Fall is here, which means cuffing season is upon us. So fellas, hold on tight to your hoodies and don’t cuddle with just anyone.
In all seriousness though, I believe there is an epidemic circulating society. And no, I’m not referring to the stolen hoodie epidemic that seems to occur every winter. I’m referring to the distorted view of love most all of us have developed. Love is not considered permanent anymore; it’s situational. It’s circumstantial. People are falling in love only to fall out of love just a few years later. But if this is so, did they ever really love?
Now look, I’ve always thought of myself as a hopeless romantic. However, this idea of simply “falling in love” seems completely absurd to me. You don’t fall in love, you choose to love. Love is not natural; lust is natural. We are born selfish–we are born craving the fulfillment of our own desires. But love is selflessness. Love is putting the other person’s needs and wants before your own. It’s sacrifice. And this isn’t just about emotionally loving someone. This applies to the…uhhh…physical aspect of love (insert winkie face emoji).
Believe me, I really want to have sex. I’ll say it again: I really want to have sex. But sex itself is not love. Sure, it can be a piece to the puzzle. I mean, we all long for physical and personal relationships. God created us to be relational. The problem, however, is that we have mistakenly replaced genuine, everlasting love for the temporary satisfaction of sex. Especially us teenagers. You see, sex is a great thing. But it is not the only thing. And it certainly should not be shared with others like it’s the mono virus.
So what is love? To put it simply: God is love. If we want to truly exhibit authentic love to someone, both generically and romantically, we must strive to first demonstrate the same qualities Jesus demonstrated to us. We must put away our selfish and lustful desires of living as the world and for ourselves. Love isn’t an orgasm–love is patient. Love is kind. Love is perseverance. Love is trust, hope, and selflessness. And it never fails. People will fail, however. Every husband will eventually fail his wife and every wife will eventually fail her husband. The key is to build the foundation of love on Jesus and for both spouses to constantly display acts of compassion towards each other. And while we’re on the topic of marriage, let’s talk more about…
Sex. If anyone in this world is looking forward to marriage, it’s the sexually frustrated 17-year-old writing this blog. Along with the popular substitute of sex for true love, I have noticed many people sharing this intimately physical experience with multiple people in life, as if the words “private treasure” have no value. Look–God created sex to be an amorous and enjoyable experience. It is the innermost personal and physical connection two people can share. I don’t care what some theologians say, Song of Songs is not a metaphor. That man is clearly referring to making love with his wife. Read it for yourself–it might as well be called “Fifty Shades of Solomon.” But by spilling our love into the laps of those other than our spouses (or future spouses), we are taking away from the intimate treasure God has given us.
And intimate it will be. Sex and love were created to be intimate. They were created to be private. But they were also created for marriage. And what better way to illustrate authentic love to someone than by staying abstinent until marriage? I’m not saying that I’m going to, for I’m human and constantly miss the mark. However, I do strive to have the self-control to wait. To have no comparisons to former experiences. To have no emotional or physical baggage from previous encounters. Yeah, of course sex will be super awkward at the beginning of marriage if you wait. It will probably even be frustrating. But it will definitely be worth it. (Well, at least I hope so)

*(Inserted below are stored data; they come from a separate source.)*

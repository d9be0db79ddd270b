// src/slack/signature.rs
//! Slack request signing (v0 scheme).
//!
//! Slack signs every webhook with `X-Slack-Signature: v0=<hex>` where the hex is an
//! HMAC-SHA256 over `v0:<timestamp>:<raw body>` keyed by the app's signing secret.
//! Everything here is a pure function of its inputs.

use std::collections::HashMap;

use base64::{engine::general_purpose::STANDARD, Engine as _};
use hmac::{Hmac, Mac};
use serde::Deserialize;
use sha2::Sha256;
use subtle::ConstantTimeEq;
use thiserror::Error;
use tracing::error;

type HmacSha256 = Hmac<Sha256>;

pub const SIGNATURE_HEADER: &str = "x-slack-signature";
pub const TIMESTAMP_HEADER: &str = "x-slack-request-timestamp";
pub const SIGNATURE_VERSION: &str = "v0";

/// The body could not be turned into the text Slack signed.
#[derive(Debug, Error, Clone, PartialEq, Eq)]
pub enum DecodeError {
    #[error("body is not valid base64: {0}")]
    Base64(String),
    #[error("decoded body is not valid UTF-8")]
    Utf8,
}

/// Verify a Slack request signature.
///
/// `raw_body` must be the exact bytes Slack sent. When `is_base64_encoded` is set
/// (API-gateway style delivery) the body is decoded first and must be UTF-8.
/// A mismatch is logged and reported as `Ok(false)`; only malformed input errors.
pub fn verify(
    signature: &str,
    timestamp: &str,
    raw_body: &[u8],
    is_base64_encoded: bool,
    signing_secret: &[u8],
) -> Result<bool, DecodeError> {
    let decoded;
    let body: &[u8] = if is_base64_encoded {
        let bytes = STANDARD
            .decode(raw_body)
            .map_err(|e| DecodeError::Base64(e.to_string()))?;
        decoded = String::from_utf8(bytes).map_err(|_| DecodeError::Utf8)?;
        decoded.as_bytes()
    } else {
        raw_body
    };

    let expected = compute_signature(timestamp, body, signing_secret);
    let matched: bool = expected.as_bytes().ct_eq(signature.as_bytes()).into();
    if !matched {
        error!(computed = %expected, provided = %signature, "slack signature mismatch");
    }
    Ok(matched)
}

/// `v0=` + lowercase hex HMAC-SHA256 over `v0:{timestamp}:{body}`.
pub fn compute_signature(timestamp: &str, body: &[u8], signing_secret: &[u8]) -> String {
    // HMAC takes keys of any length, so this only fails on an impossible key size.
    let mut mac = match HmacSha256::new_from_slice(signing_secret) {
        Ok(mac) => mac,
        Err(_) => return String::new(),
    };
    mac.update(SIGNATURE_VERSION.as_bytes());
    mac.update(b":");
    mac.update(timestamp.as_bytes());
    mac.update(b":");
    mac.update(body);
    format!(
        "{SIGNATURE_VERSION}={}",
        hex::encode(mac.finalize().into_bytes())
    )
}

/// Replay guard: the request timestamp must be within `max_age_secs` of `now_unix`.
/// `max_age_secs == 0` turns the check off.
pub fn is_fresh(timestamp: &str, now_unix: i64, max_age_secs: u64) -> bool {
    if max_age_secs == 0 {
        return true;
    }
    match timestamp.trim().parse::<i64>() {
        Ok(ts) => now_unix.abs_diff(ts) <= max_age_secs,
        Err(_) => false,
    }
}

/// API-gateway style proxy event (e.g. a Lambda function URL invocation).
#[derive(Debug, Clone, Deserialize)]
pub struct ProxyEvent {
    #[serde(default)]
    pub headers: HashMap<String, String>,
    #[serde(default)]
    pub body: String,
    #[serde(rename = "isBase64Encoded", default)]
    pub is_base64_encoded: bool,
}

impl ProxyEvent {
    fn header(&self, name: &str) -> Option<&str> {
        self.headers
            .iter()
            .find(|(k, _)| k.eq_ignore_ascii_case(name))
            .map(|(_, v)| v.as_str())
    }
}

/// Verify a proxy event. Missing signature headers count as a failed verification.
pub fn verify_proxy_event(event: &ProxyEvent, signing_secret: &[u8]) -> Result<bool, DecodeError> {
    let (Some(signature), Some(timestamp)) =
        (event.header(SIGNATURE_HEADER), event.header(TIMESTAMP_HEADER))
    else {
        error!("slack signature headers missing from proxy event");
        return Ok(false);
    };
    verify(
        signature,
        timestamp,
        event.body.as_bytes(),
        event.is_base64_encoded,
        signing_secret,
    )
}

#[cfg(test)]
mod tests {
    use super::*;
    use base64::Engine as _;

    const SECRET: &[u8] = b"8f742231b10e8888abcd99yyyzzz85a5";
    const TS: &str = "1531420618";
    const BODY: &str = "token=xyzz0WbapA4vBCDEFasx0q6G&team_id=T1DC2JH3J&team_domain=testteamnow&channel_id=G8PSS9T3V&channel_name=foobar&user_id=U2CERLKJA&user_name=roadrunner&command=%2Fwebhook-collect&text=&response_url=https%3A%2F%2Fhooks.slack.com%2Fcommands%2FT1DC2JH3J%2F397700885554%2F96rGlfmibIGlgcZRskXaIFfN&trigger_id=398738663015.47445629121.803a0bc887a14d10d2c447fce8b6703c";

    #[test]
    fn matches_slack_documented_example() {
        let sig = "v0=a2114d57b48eac39b9ad189dd8316235a7b4a8d21a10bd27519666489c69b503";
        assert_eq!(compute_signature(TS, BODY.as_bytes(), SECRET), sig);
        assert_eq!(verify(sig, TS, BODY.as_bytes(), false, SECRET), Ok(true));
    }

    #[test]
    fn body_or_timestamp_change_fails() {
        let sig = compute_signature(TS, BODY.as_bytes(), SECRET);
        let mut tampered = BODY.as_bytes().to_vec();
        tampered[0] ^= 0x01;
        assert_eq!(verify(&sig, TS, &tampered, false, SECRET), Ok(false));
        assert_eq!(verify(&sig, "1531420619", BODY.as_bytes(), false, SECRET), Ok(false));
    }

    #[test]
    fn wrong_length_signature_fails() {
        assert_eq!(verify("v0=abc", TS, BODY.as_bytes(), false, SECRET), Ok(false));
        assert_eq!(verify("", TS, BODY.as_bytes(), false, SECRET), Ok(false));
    }

    #[test]
    fn base64_body_is_decoded_before_signing() {
        let sig = compute_signature(TS, BODY.as_bytes(), SECRET);
        let encoded = STANDARD.encode(BODY);
        assert_eq!(verify(&sig, TS, encoded.as_bytes(), true, SECRET), Ok(true));
    }

    #[test]
    fn invalid_base64_is_decode_error() {
        let res = verify("v0=00", TS, b"***not base64***", true, SECRET);
        assert!(matches!(res, Err(DecodeError::Base64(_))));
    }

    #[test]
    fn non_utf8_base64_payload_is_decode_error() {
        let encoded = STANDARD.encode([0xff, 0xfe, 0xfd]);
        let res = verify("v0=00", TS, encoded.as_bytes(), true, SECRET);
        assert_eq!(res, Err(DecodeError::Utf8));
    }

    #[test]
    fn proxy_event_headers_are_case_insensitive() {
        let sig = compute_signature(TS, BODY.as_bytes(), SECRET);
        let mut headers = HashMap::new();
        headers.insert("X-Slack-Signature".to_string(), sig);
        headers.insert("X-Slack-Request-Timestamp".to_string(), TS.to_string());
        let event = ProxyEvent {
            headers,
            body: BODY.to_string(),
            is_base64_encoded: false,
        };
        assert_eq!(verify_proxy_event(&event, SECRET), Ok(true));
    }

    #[test]
    fn proxy_event_without_headers_fails() {
        let event: ProxyEvent =
            serde_json::from_str(r#"{"body":"x","isBase64Encoded":false}"#).unwrap();
        assert_eq!(verify_proxy_event(&event, SECRET), Ok(false));
    }

    #[test]
    fn freshness_window() {
        assert!(is_fresh("1000", 1200, 300));
        assert!(is_fresh("1500", 1200, 300));
        assert!(!is_fresh("800", 1200, 300));
        assert!(!is_fresh("soon", 1200, 300));
        assert!(is_fresh("soon", 1200, 0));
    }
}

Let’s not fall for the temporary and selfish concept of love the world has created. Let’s become men and women who love genuinely and authentically, pursuing to represent Christ as much as possible in our relationships. And fellas, be careful who you give your hoodie to. It may seem right in the moment, but ensure that only the right girl is getting your hoodie. You only have one. And girls–don’t just accept any guy’s hoodie. Because some guys have nothing to offer but…their hoodie.